Segment Start: TASK INPUT
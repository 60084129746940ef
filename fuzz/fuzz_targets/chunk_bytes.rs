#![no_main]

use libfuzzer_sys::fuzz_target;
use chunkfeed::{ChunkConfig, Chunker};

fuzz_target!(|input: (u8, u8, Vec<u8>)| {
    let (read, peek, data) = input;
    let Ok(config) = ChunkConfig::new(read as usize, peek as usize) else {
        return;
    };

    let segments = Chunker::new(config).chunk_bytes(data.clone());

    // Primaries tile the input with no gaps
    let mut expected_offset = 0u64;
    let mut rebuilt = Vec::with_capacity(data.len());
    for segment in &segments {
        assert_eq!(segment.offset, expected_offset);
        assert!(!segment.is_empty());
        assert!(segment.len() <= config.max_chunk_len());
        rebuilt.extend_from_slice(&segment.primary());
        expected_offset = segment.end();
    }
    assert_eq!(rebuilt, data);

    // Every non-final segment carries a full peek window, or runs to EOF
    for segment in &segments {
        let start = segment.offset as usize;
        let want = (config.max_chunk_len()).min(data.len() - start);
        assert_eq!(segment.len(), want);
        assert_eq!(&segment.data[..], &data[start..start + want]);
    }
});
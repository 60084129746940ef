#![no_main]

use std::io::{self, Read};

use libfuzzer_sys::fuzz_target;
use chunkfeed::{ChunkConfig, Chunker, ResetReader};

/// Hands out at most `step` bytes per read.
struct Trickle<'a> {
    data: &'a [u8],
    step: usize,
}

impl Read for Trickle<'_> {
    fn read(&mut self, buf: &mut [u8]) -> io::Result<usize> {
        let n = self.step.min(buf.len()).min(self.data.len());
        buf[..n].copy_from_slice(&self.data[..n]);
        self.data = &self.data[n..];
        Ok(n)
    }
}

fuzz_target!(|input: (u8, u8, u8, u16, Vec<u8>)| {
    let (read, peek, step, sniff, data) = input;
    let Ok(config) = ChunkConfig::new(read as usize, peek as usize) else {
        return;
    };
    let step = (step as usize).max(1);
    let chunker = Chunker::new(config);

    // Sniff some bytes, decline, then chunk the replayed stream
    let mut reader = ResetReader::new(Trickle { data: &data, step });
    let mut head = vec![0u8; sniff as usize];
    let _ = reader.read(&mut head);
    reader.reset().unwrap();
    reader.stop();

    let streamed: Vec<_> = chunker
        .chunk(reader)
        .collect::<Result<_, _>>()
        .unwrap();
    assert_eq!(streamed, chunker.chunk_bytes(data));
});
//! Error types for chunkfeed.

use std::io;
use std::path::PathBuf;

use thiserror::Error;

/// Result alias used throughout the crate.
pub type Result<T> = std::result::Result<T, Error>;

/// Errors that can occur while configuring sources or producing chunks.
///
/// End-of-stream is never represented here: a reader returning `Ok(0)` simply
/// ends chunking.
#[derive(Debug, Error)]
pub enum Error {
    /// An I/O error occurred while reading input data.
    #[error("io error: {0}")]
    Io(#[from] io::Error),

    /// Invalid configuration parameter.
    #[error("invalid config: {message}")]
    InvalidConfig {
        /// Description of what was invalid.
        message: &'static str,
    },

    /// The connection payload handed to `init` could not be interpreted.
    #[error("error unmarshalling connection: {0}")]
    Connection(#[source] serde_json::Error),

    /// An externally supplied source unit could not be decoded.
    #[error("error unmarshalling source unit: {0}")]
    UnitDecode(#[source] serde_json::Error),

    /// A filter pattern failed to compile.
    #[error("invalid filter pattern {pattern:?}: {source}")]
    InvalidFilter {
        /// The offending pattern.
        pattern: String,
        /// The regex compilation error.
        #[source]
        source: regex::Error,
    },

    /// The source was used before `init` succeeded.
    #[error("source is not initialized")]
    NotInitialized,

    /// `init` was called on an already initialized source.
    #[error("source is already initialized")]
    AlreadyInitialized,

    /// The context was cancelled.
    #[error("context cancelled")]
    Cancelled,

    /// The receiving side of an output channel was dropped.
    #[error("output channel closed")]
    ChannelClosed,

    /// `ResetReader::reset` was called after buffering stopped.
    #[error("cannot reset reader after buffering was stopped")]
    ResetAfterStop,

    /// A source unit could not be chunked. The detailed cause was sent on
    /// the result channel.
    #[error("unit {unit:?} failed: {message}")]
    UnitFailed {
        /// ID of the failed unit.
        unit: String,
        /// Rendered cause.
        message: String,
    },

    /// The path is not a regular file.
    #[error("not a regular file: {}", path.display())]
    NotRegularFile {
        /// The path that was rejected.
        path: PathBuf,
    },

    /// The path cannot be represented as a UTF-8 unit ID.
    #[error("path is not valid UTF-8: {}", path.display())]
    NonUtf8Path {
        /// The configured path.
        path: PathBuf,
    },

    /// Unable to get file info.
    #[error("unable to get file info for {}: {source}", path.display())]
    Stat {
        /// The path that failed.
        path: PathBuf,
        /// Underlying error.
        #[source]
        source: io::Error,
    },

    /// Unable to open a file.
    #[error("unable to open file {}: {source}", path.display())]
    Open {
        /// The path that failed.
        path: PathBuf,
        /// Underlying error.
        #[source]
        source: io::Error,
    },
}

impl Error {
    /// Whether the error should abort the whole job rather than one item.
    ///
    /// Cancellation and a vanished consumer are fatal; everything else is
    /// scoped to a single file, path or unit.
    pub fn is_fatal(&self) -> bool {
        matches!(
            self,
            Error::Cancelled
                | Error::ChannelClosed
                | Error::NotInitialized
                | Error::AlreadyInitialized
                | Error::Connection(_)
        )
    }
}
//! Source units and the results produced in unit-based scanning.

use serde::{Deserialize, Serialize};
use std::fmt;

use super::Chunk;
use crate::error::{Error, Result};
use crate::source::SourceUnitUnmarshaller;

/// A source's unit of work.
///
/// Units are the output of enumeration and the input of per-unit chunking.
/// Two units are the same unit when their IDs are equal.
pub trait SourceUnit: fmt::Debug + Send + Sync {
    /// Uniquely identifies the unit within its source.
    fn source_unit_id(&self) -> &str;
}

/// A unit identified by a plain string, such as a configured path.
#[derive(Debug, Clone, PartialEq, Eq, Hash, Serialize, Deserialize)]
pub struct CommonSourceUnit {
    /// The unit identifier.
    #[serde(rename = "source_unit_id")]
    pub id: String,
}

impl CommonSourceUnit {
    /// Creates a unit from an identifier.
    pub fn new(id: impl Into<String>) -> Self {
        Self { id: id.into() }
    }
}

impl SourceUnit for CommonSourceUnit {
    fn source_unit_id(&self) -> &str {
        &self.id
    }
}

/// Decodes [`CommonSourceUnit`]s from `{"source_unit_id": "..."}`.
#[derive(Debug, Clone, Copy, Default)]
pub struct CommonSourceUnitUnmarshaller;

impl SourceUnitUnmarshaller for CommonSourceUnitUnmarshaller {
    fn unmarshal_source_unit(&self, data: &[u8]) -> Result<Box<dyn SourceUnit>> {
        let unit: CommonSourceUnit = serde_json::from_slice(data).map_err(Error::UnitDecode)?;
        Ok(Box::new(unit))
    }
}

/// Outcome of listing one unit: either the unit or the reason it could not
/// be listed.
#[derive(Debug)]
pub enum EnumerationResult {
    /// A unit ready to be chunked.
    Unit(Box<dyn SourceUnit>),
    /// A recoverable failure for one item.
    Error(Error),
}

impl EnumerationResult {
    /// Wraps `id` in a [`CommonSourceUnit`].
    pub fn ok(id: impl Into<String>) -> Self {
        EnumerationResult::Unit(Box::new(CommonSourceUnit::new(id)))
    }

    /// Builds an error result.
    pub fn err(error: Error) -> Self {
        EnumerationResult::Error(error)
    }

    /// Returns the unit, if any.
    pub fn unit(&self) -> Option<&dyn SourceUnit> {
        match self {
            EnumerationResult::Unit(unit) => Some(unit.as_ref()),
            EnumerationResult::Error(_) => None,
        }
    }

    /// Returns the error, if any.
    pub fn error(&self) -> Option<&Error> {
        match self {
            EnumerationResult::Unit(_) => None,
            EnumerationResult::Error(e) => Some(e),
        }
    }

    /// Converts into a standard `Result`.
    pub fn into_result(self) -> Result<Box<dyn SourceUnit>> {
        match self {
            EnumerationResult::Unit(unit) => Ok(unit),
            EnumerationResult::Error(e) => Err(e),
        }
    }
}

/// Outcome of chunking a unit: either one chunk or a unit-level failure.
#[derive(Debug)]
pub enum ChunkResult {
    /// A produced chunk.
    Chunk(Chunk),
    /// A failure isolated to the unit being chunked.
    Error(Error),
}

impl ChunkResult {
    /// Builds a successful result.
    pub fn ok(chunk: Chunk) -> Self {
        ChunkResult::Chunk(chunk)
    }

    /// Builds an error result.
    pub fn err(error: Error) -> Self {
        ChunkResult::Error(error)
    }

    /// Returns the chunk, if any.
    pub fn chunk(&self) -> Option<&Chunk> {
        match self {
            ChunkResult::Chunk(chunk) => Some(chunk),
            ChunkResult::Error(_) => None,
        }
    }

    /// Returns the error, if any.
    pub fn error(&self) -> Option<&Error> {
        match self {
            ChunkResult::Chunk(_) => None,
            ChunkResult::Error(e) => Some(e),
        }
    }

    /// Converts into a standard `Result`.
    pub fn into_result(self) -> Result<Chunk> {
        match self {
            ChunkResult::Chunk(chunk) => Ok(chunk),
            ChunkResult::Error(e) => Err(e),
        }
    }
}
Segment End: TASK INPUT
**WHAT THE TASK ASKS:**
Which of the lines in the data contain the string "NotInitialized"? Return each one.

**SOLUTION FOR THIS PROBLEM:**
    NotInitialized,
                | Error::NotInitialized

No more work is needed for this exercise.